Un esempio classico,  è quello della discriminazione in base al sesso, dove certe professioni, anche il solo poter andare a scuola, è vietato alle donne, oppure non dare le stesse opportunità lavorative a gruppi che hanno culture e lingue religioni differenti, minoritarie, rispetto alla maggioranza delle popolazione.

Deduciamo quindi che un atteggiamento discriminatorio si possa configurare solo in questa maniera ma soprattutto perdurare nel tempo.

Ma questo può avvenire all’interno di uno stadio per la durata al massimo di tre ore?

Un coro per quanto volgare, stupido e insulso può rappresentarsi come una discriminazione territoriale?

Obiettivamente ci sembra proprio di no.

Dire “roma ladrona” è una discriminazione territoriale? “avete solo la nebbia” o “puzzate di pesce”, “meglio un morto in casa che un …..alla porta” si configurano come discriminazione territoriale?.

O sono semplicemente insulti, che lasciano il tempo che trovano, a cui poi si può rispondere per le rime?
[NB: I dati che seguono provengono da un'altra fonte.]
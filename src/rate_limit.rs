//! Rate limiting for the dashboard API.

use axum::{
    extract::Request,
    http::StatusCode,
    middleware::Next,
    response::{IntoResponse, Response},
    Json,
};
use governor::{
    clock::DefaultClock,
    state::{InMemoryState, NotKeyed},
    Quota, RateLimiter,
};
use serde_json::json;
use std::num::NonZeroU32;
use std::sync::Arc;

const DEFAULT_REQUESTS_PER_MINUTE: u32 = 100;

pub type ApiRateLimiter = Arc<RateLimiter<NotKeyed, InMemoryState, DefaultClock>>;

pub fn api_rate_limiter() -> ApiRateLimiter {
    let quota = Quota::per_minute(
        NonZeroU32::new(DEFAULT_REQUESTS_PER_MINUTE).expect("quota must be non-zero"),
    );
    Arc::new(RateLimiter::direct(quota))
}

/// Middleware applied to every dashboard route. Throttled requests get the
/// same `{error}` JSON body the REST handlers use.
pub async fn enforce(limiter: ApiRateLimiter, request: Request, next: Next) -> Response {
    if limiter.check().is_err() {
        tracing::warn!(path = %request.uri().path(), "throttling dashboard request");
        return (
            StatusCode::TOO_MANY_REQUESTS,
            Json(json!({ "error": "too many requests" })),
        )
            .into_response();
    }
    next.run(request).await
}

#[cfg(test)]
mod tests {
    use super::*;

    #[test]
    fn fresh_limiter_admits_requests() {
        let limiter = api_rate_limiter();
        assert!(limiter.check().is_ok());
    }

    #[test]
    fn limiter_eventually_rejects() {
        let limiter = api_rate_limiter();
        let mut rejected = false;
        for _ in 0..(DEFAULT_REQUESTS_PER_MINUTE * 2) {
            if limiter.check().is_err() {
                rejected = true;
                break;
            }
        }
        assert!(rejected);
    }
}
Con altri anch’essi considerati discriminatori?

Ma poi su quali basi si valuta se un atteggiamento è più discriminante di un altro, e quindi sanzionabile? .

Un ultimo punto. Se un gruppo inneggia o ha atteggiamenti territorialmente discriminatori, cosa c’entrano gli altri che in quel giorno non c’erano? Oppure erano presenti ma non “discriminavano”?.

Come si può vietare l’accesso ad una manifestazione pubblica ad assistere ad uno spettacolo, solo perché qualcuno, non identificato, ha avuto un comportamento “territorialmente discriminante” di cui non è chiaro neanche il significato?

Nelle more di qualche disquisizione giuridica si troveranno sicuramente le motivazioni ma a noi, gente comune, ci sembra veramente una cosa senza senso.